(Saved data entries)
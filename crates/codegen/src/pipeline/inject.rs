//! Step 2: generate access-with-fallback injection statements.

use wirec_core::ast::{BindingElement, Expr, Stmt};
use wirec_core::{Resolution, ResolvedDependency};

use super::imports::RESOLVE_HELPER;

/// One generated injection: the flat local name, the property path it
/// replaces, and the statement that binds it
#[derive(Debug, Clone)]
pub struct Injection {
    pub flat_name: String,
    pub path: Vec<String>,
    pub stmt: Stmt,
}

/// Emit one `const <name> = <chain> ?? <fallback>` per dependency.
///
/// A resolved dependency falls back to a container resolve call; an
/// unresolved optional one to `undefined`; an unresolved required one is a
/// bare resolve call that throws at the point of use, never a silent absence.
pub fn injection_statements(
    param_name: &str,
    original: Option<&[BindingElement]>,
    deps: &[ResolvedDependency],
) -> Vec<Injection> {
    deps.iter()
        .map(|dep| {
            let flat_name = original
                .and_then(|elements| bound_name_for_path(elements, &dep.spec.property_path))
                .unwrap_or_else(|| {
                    dep.spec
                        .property_path
                        .last()
                        .cloned()
                        .unwrap_or_else(|| dep.spec.param_or_property.clone())
                });

            let chain = access_chain(param_name, &dep.spec.property_path);
            let init = match &dep.resolution {
                Resolution::Resolved { token } => Expr::nullish(chain, resolve_call(token)),
                Resolution::OptionalMissing => Expr::nullish(chain, Expr::Undefined),
                Resolution::RequiredMissing => resolve_call(&dep.spec.token),
            };

            Injection {
                flat_name: flat_name.clone(),
                path: dep.spec.property_path.clone(),
                stmt: Stmt::Const {
                    name: flat_name,
                    init,
                },
            }
        })
        .collect()
}

/// `<param>?.<p1>?.<p2>` with optional chaining on every link
fn access_chain(param_name: &str, path: &[String]) -> Expr {
    let mut expr = Expr::ident(param_name);
    for segment in path {
        expr = Expr::member(expr, segment, true);
    }
    expr
}

fn resolve_call(token: &str) -> Expr {
    Expr::call(Expr::ident(RESOLVE_HELPER), vec![Expr::string(token)])
}

/// Follow `path` through the original destructuring pattern and return the
/// name it bound there, honoring aliases.
fn bound_name_for_path(elements: &[BindingElement], path: &[String]) -> Option<String> {
    let (head, rest) = path.split_first()?;
    let element = elements.iter().find(|e| &e.property == head)?;
    if rest.is_empty() {
        Some(element.bound_name().to_string())
    } else {
        bound_name_for_path(element.nested.as_deref()?, rest)
    }
}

- WORK ITEM: Up to and including the final line of the data above, please copy every line exactly, starting from the one that contains "let element = elements.iter().find(|e|".

- OUTPUT:
    let element = elements.iter().find(|e| &e.property == head)?;
    if rest.is_empty() {
        Some(element.bound_name().to_string())
    } else {
        bound_name_for_path(element.nested.as_deref()?, rest)
    }
}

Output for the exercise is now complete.